Sunday, 23 March 2025

Farage and his grassroots at odds over mass deportation

We may be horrified at what’s happening in America but we shouldn’t be complacent and think something similar couldn’t possibly be seen on this side of the Atlantic. Reform UK Ltd is neck and neck in the polls with the two traditional main parties. Their membership at 200,000 is 50% greater than the Tories and about two thirds of Labour’s. They may have only five MPs who are usually in turmoil but they’re not an insignificant force. Labour perhaps should start taking Reform seriously as their main opposition, as Richard Tice, the party's millionaire energy and foreign-policy spokesman, claims. 

Reform isn’t a proper political party in the traditional sense. It’s a limited company, the latest vehicle for Farage to promote himself, something he does it by harvesting protest votes from those unhappy in the modern world, with all its technological complexity, who want to return to the 1940s again when everything was simple and could be understood.

The BBC claim that the party is split with a poll suggesting a third of Reform voters believe the party would fare better under a different leader, but the same amount believe that the party would do worse.  The survey also suggested that Farage's net favourability with Reform voters had fallen since the row with fellow Reform MP Rupert Lowe broke out into the open. 

If Farage quit, the party would sink in the polls, just as UKIP has done although it’s still a functioning (barely) political organisation with a website and just under 4,000 members trying to rekindle the glory days of 2016. He would quite probably start another party within a few months, it is after all, the one thing he’s good at. His political journey has left a trail of defunct or nearly defunct parties in his wake.

Let’s not pretend Reform couldn’t have a big impact in the May elections and in the next general election. There is a substantial section of modern Britain, although I suspect it is now close to its limit, that is intolerant of foreigners or openly racist and stupid enough to think a man like Farage could lead this country to a better place.

In that respect, are we really that different to America? It isn’t the demagoguery that is to blame, every nation has them, it’s the inability in millions of voters to recognise a demagogue when he's on their TV screens pumping out a lot of divisive rhetoric.

Farage, like Donald Trump, doesn’t tolerate dissent or criticism. Ben Habib, a former deputy leader (what a job, eh?) quit the party citing "fundamental differences" with Farage. This is behind a lot of the discontent inside Reform with some complaining the party hasn't yet been 'democratised.' I wouldn't worry about that, under Farage it will never happen. He doesn't think party policy is something painfully developed through endless debate and argument to cover as many different opinions as possible. Policy is what he says it is at any given moment.

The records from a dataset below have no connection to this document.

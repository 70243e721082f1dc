use serde_json::{Map, Value};
use thiserror::Error;
use tracing::debug;

/// GeoJSON position tree.
///
/// Polygon and MultiPolygon differ only in nesting depth, so both decode into
/// the same recursive shape: a leaf `[lng, lat]` pair or a list of subtrees.
#[derive(Debug, Clone, PartialEq)]
pub enum Coordinates {
    Point([f64; 2]),
    List(Vec<Coordinates>),
}

impl Coordinates {
    pub fn is_empty(&self) -> bool {
        match self {
            Coordinates::Point(_) => false,
            Coordinates::List(items) => items.is_empty(),
        }
    }

    pub fn to_geojson_value(&self) -> Value {
        match self {
            Coordinates::Point([lng, lat]) => Value::Array(vec![Value::from(*lng), Value::from(*lat)]),
            Coordinates::List(items) => {
                Value::Array(items.iter().map(Coordinates::to_geojson_value).collect())
            }
        }
    }
}

#[derive(Debug, Copy, Clone, PartialEq, Eq, Hash)]
pub enum GeometryKind {
    Point,
    MultiPoint,
    LineString,
    MultiLineString,
    Polygon,
    MultiPolygon,
}

impl GeometryKind {
    fn parse(name: &str) -> Option<Self> {
        match name {
            "Point" => Some(GeometryKind::Point),
            "MultiPoint" => Some(GeometryKind::MultiPoint),
            "LineString" => Some(GeometryKind::LineString),
            "MultiLineString" => Some(GeometryKind::MultiLineString),
            "Polygon" => Some(GeometryKind::Polygon),
            "MultiPolygon" => Some(GeometryKind::MultiPolygon),
            _ => None,
        }
    }

    pub fn as_str(&self) -> &'static str {
        match self {
            GeometryKind::Point => "Point",
            GeometryKind::MultiPoint => "MultiPoint",
            GeometryKind::LineString => "LineString",
            GeometryKind::MultiLineString => "MultiLineString",
            GeometryKind::Polygon => "Polygon",
            GeometryKind::MultiPolygon => "MultiPolygon",
        }
    }
}

#[derive(Debug, Clone, PartialEq)]
pub struct Geometry {
    pub kind: GeometryKind,
    pub coordinates: Coordinates,
}

impl Geometry {
    pub fn to_geojson_value(&self) -> Value {
        let mut obj = Map::new();
        obj.insert("type".to_string(), Value::String(self.kind.as_str().to_string()));
        obj.insert("coordinates".to_string(), self.coordinates.to_geojson_value());
        Value::Object(obj)
    }
}

#[derive(Debug, Clone, PartialEq)]
pub struct Feature {
    pub id: Option<String>,
    pub properties: Map<String, Value>,
    /// `None` for a null geometry or one that failed to decode.
    pub geometry: Option<Geometry>,
}

impl Feature {
    /// Display text of a primitive property value.
    ///
    /// Strings are trimmed; integral numbers render without a fraction.
    /// Empty strings, nulls, arrays and objects yield `None`.
    pub fn property_text(&self, key: &str) -> Option<String> {
        let text = match self.properties.get(key)? {
            Value::String(s) => s.trim().to_string(),
            Value::Number(n) => number_text(n),
            Value::Bool(b) => b.to_string(),
            Value::Null | Value::Array(_) | Value::Object(_) => return None,
        };
        (!text.is_empty()).then_some(text)
    }

    /// First non-empty `property_text` among `keys`, in order.
    pub fn first_property_text<S: AsRef<str>>(&self, keys: &[S]) -> Option<String> {
        keys.iter().find_map(|k| self.property_text(k.as_ref()))
    }

    pub fn to_geojson_value(&self) -> Value {
        let mut obj = Map::new();
        obj.insert("type".to_string(), Value::String("Feature".to_string()));
        if let Some(id) = &self.id {
            obj.insert("id".to_string(), Value::String(id.clone()));
        }
        obj.insert(
            "properties".to_string(),
            Value::Object(self.properties.clone()),
        );
        obj.insert(
            "geometry".to_string(),
            self.geometry
                .as_ref()
                .map_or(Value::Null, Geometry::to_geojson_value),
        );
        Value::Object(obj)
    }
}

/// Wraps `features` into a GeoJSON FeatureCollection value.
pub fn features_to_geojson<'a, I>(features: I) -> Value
where
    I: IntoIterator<Item = &'a Feature>,
{
    let mut root = Map::new();
    root.insert(
        "type".to_string(),
        Value::String("FeatureCollection".to_string()),
    );
    root.insert(
        "features".to_string(),
        Value::Array(features.into_iter().map(Feature::to_geojson_value).collect()),
    );
    Value::Object(root)
}

fn number_text(n: &serde_json::Number) -> String {
    if let Some(i) = n.as_i64() {
        return i.to_string();
    }
    match n.as_f64() {
        Some(f) if f.fract() == 0.0 && f.abs() < 1e15 => format!("{}", f as i64),
        _ => n.to_string(),
    }
}

#[derive(Debug, Clone, Default, PartialEq)]
pub struct FeatureCollection {
    pub features: Vec<Feature>,
}

#[derive(Debug, Error)]
pub enum GeoJsonError {
    #[error("JSON parse error: {0}")]
    Json(#[from] serde_json::Error),
    #[error("expected GeoJSON FeatureCollection")]
    NotAFeatureCollection,
    #[error("invalid feature at index {index}: {reason}")]
    InvalidFeature { index: usize, reason: String },
}

impl FeatureCollection {
    pub fn len(&self) -> usize {
        self.features.len()
    }

    pub fn is_empty(&self) -> bool {
        self.features.is_empty()
    }

    pub fn from_geojson_str(payload: &str) -> Result<Self, GeoJsonError> {
        let value: Value = serde_json::from_str(payload)?;
        Self::from_geojson_value(&value)
    }

    /// Decodes a FeatureCollection.
    ///
    /// Structural problems (not a collection, feature not an object) are
    /// errors. A feature whose geometry cannot be decoded is kept with
    /// `geometry: None` so that it simply never matches a bounds filter.
    pub fn from_geojson_value(value: &Value) -> Result<Self, GeoJsonError> {
        let obj = value
            .as_object()
            .ok_or(GeoJsonError::NotAFeatureCollection)?;
        if obj.get("type").and_then(Value::as_str) != Some("FeatureCollection") {
            return Err(GeoJsonError::NotAFeatureCollection);
        }
        let features_val = obj
            .get("features")
            .and_then(Value::as_array)
            .ok_or(GeoJsonError::NotAFeatureCollection)?;

        let mut features = Vec::with_capacity(features_val.len());
        for (index, feat_val) in features_val.iter().enumerate() {
            features.push(parse_feature(index, feat_val)?);
        }
        Ok(Self { features })
    }
}

fn parse_feature(index: usize, value: &Value) -> Result<Feature, GeoJsonError> {
    let obj = value.as_object().ok_or(GeoJsonError::InvalidFeature {
        index,
        reason: "feature must be an object".to_string(),
    })?;

    let id = match obj.get("id") {
        Some(Value::String(s)) => Some(s.clone()),
        Some(Value::Number(n)) => Some(n.to_string()),
        _ => None,
    };

    let properties = obj
        .get("properties")
        .and_then(Value::as_object)
        .cloned()
        .unwrap_or_default();

    let geometry = match obj.get("geometry") {
        None | Some(Value::Null) => None,
        Some(g) => match parse_geometry(g) {
            Ok(geom) => Some(geom),
            Err(reason) => {
                debug!(index, %reason, "dropping undecodable geometry");
                None
            }
        },
    };

    Ok(Feature {
        id,
        properties,
        geometry,
    })
}

pub fn parse_geometry(value: &Value) -> Result<Geometry, String> {
    let obj = value
        .as_object()
        .ok_or("geometry must be an object".to_string())?;
    let ty = obj
        .get("type")
        .and_then(Value::as_str)
        .ok_or("geometry missing type".to_string())?;
    let kind =
        GeometryKind::parse(ty).ok_or_else(|| format!("unsupported geometry type: {ty}"))?;
    let coords = obj
        .get("coordinates")
        .ok_or("geometry missing coordinates".to_string())?;

    Ok(Geometry {
        kind,
        coordinates: parse_coordinates(coords)?,
    })
}

fn parse_coordinates(value: &Value) -> Result<Coordinates, String> {
    let arr = value
        .as_array()
        .ok_or("coordinates must be an array".to_string())?;

    match arr.first() {
        Some(Value::Number(_)) => {
            if arr.len() < 2 {
                return Err("position must have [lng, lat]".to_string());
            }
            let lng = arr[0].as_f64().ok_or("lng must be a number".to_string())?;
            let lat = arr[1].as_f64().ok_or("lat must be a number".to_string())?;
            Ok(Coordinates::Point([lng, lat]))
        }
        _ => {
            let mut out = Vec::with_capacity(arr.len());
            for item in arr {
                out.push(parse_coordinates(item)?);
            }
            Ok(Coordinates::List(out))
        }
    }
}

#[cfg(test)]
mod tests {
    use super::{Coordinates, FeatureCollection, GeoJsonError, GeometryKind, features_to_geojson};
    use pretty_assertions::assert_eq;
    use serde_json::json;

    #[test]
    fn parses_polygon_and_multipolygon() {
        let value = json!({
            "type": "FeatureCollection",
            "features": [
                {
                    "type": "Feature",
                    "properties": { "FRSTDIVNO": "12" },
                    "geometry": {
                        "type": "Polygon",
                        "coordinates": [[[-97.0, 35.0], [-96.9, 35.0], [-96.9, 35.1], [-97.0, 35.0]]]
                    }
                },
                {
                    "type": "Feature",
                    "properties": { "SEC": 7 },
                    "geometry": {
                        "type": "MultiPolygon",
                        "coordinates": [[[[-98.0, 34.0], [-97.9, 34.0], [-97.9, 34.1]]]]
                    }
                }
            ]
        });

        let fc = FeatureCollection::from_geojson_value(&value).expect("parse");
        assert_eq!(fc.len(), 2);

        let g0 = fc.features[0].geometry.as_ref().expect("geometry");
        assert_eq!(g0.kind, GeometryKind::Polygon);
        let Coordinates::List(rings) = &g0.coordinates else {
            panic!("expected rings");
        };
        assert_eq!(rings.len(), 1);

        let g1 = fc.features[1].geometry.as_ref().expect("geometry");
        assert_eq!(g1.kind, GeometryKind::MultiPolygon);
        assert_eq!(fc.features[1].property_text("SEC").as_deref(), Some("7"));
    }

    #[test]
    fn malformed_geometry_is_kept_as_none() {
        let value = json!({
            "type": "FeatureCollection",
            "features": [
                { "type": "Feature", "properties": {}, "geometry": null },
                { "type": "Feature", "properties": {}, "geometry": { "type": "Polygon", "coordinates": [[["x", 1.0]]] } },
                { "type": "Feature", "properties": {}, "geometry": { "type": "GeometryCollection", "geometries": [] } }
            ]
        });
        let fc = FeatureCollection::from_geojson_value(&value).expect("parse");
        assert_eq!(fc.len(), 3);
        assert!(fc.features.iter().all(|f| f.geometry.is_none()));
    }

    #[test]
    fn rejects_non_collection() {
        let err = FeatureCollection::from_geojson_str(r#"{"type":"Feature"}"#)
            .expect_err("not a collection");
        assert!(matches!(err, GeoJsonError::NotAFeatureCollection));

        let err = FeatureCollection::from_geojson_str("{").expect_err("bad json");
        assert!(matches!(err, GeoJsonError::Json(_)));
    }

    #[test]
    fn exports_features_back_to_geojson() {
        let value = json!({
            "type": "FeatureCollection",
            "features": [
                {
                    "type": "Feature",
                    "properties": { "SEC": "4" },
                    "geometry": { "type": "Polygon", "coordinates": [[[-97.0, 35.0], [-96.9, 35.0], [-96.9, 35.1], [-97.0, 35.0]]] }
                }
            ]
        });
        let fc = FeatureCollection::from_geojson_value(&value).expect("parse");
        assert_eq!(features_to_geojson(&fc.features), value);
    }

    #[test]
    fn first_property_text_skips_empty_candidates() {
        let value = json!({
            "type": "FeatureCollection",
            "features": [
                { "type": "Feature", "properties": { "FRSTDIVNO": "  ", "SEC": 3.0 }, "geometry": null },
                { "type": "Feature", "properties": { "FRSTDIVNO": null, "SEC": "" }, "geometry": null }
            ]
        });
        let fc = FeatureCollection::from_geojson_value(&value).expect("parse");
        let keys = ["FRSTDIVNO", "SEC"];
        assert_eq!(fc.features[0].first_property_text(&keys).as_deref(), Some("3"));
        assert_eq!(fc.features[1].first_property_text(&keys), None);
    }
}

That way he can keep changing it to suit different factions, which is how the party membership remains ‘united’ behind him. The difficulties arise once you’re in power, as Trumps followers are now discovering. Policy in the US at present is a chaotic affair, swinging wildly between bizarre press conferences and implementation in the field. Literally, nobody knows what’s going on.  

Reform UK has recently seen 12 regional chairs leave over policy differences after 'vetting' by party chairman Zia Yusuf (another multi-millionaire). Some have resigned over the issue of "mass deportations" which they want to see happening, something that even Nigel Farage has called a "political impossibility". This is the problem when you set out to persuade voters you have simple solutions to complicated issues.

And this leads me back to America.

Human rights in the USA

In connection with the several hundred Venezuelans forcibly deported to a supermax prison in El Salvador last weekend, despite having been convicted of no no crime in America, I had a look at the Universal Declaration of Human Rights. This was adopted by the UN in 1948.

Article 9 is this:

"No one shall be subjected to arbitrary arrest, detention or exile." 

It also declares in Article 5 that: "No one shall be subjected to torture or to cruel, inhuman or degrading treatment or punishment."

Unfortunately, the UDHR isn’t a treaty which any country signed but being a UN document, it should carry some weight. Trump and his administration have simply ignored it all

Now, have a look at this report from Time magazine. One of the men deported is a gay barber, definitely not a gang member and cried for his mother during his unlawful detention. This is how repressive regimes get started.

Pick on one group, in this case members of a Venezuelan gang, Tren de Aragua (Train of Aragua, a region in Venezuela where the gang originated in a prison). It’s obvious these men are very dangerous and a threat to any society. Nobody could sympathise with them, could they? Once this is established, all you need to do is declare someone a gang member, based on a tattoo for example or the word of a racist border control agent, and ship them off to El Salvador without any due process. 

This is precisely the sort of thing that happened to Jews, gypsies and other minorities in Germany under Hitler from 1933 onward, progressively getting more horrific. This was the reason the UDHR was adopted in the first place.

There is zero empathy with other people whether they be foreigners or fellow citizens.

Farage is right, mass deportation is politically impossible and in most Western democracies it's also legally impossible, or should be. 

In the USA we are about to find out if it is or not. These are worrying times.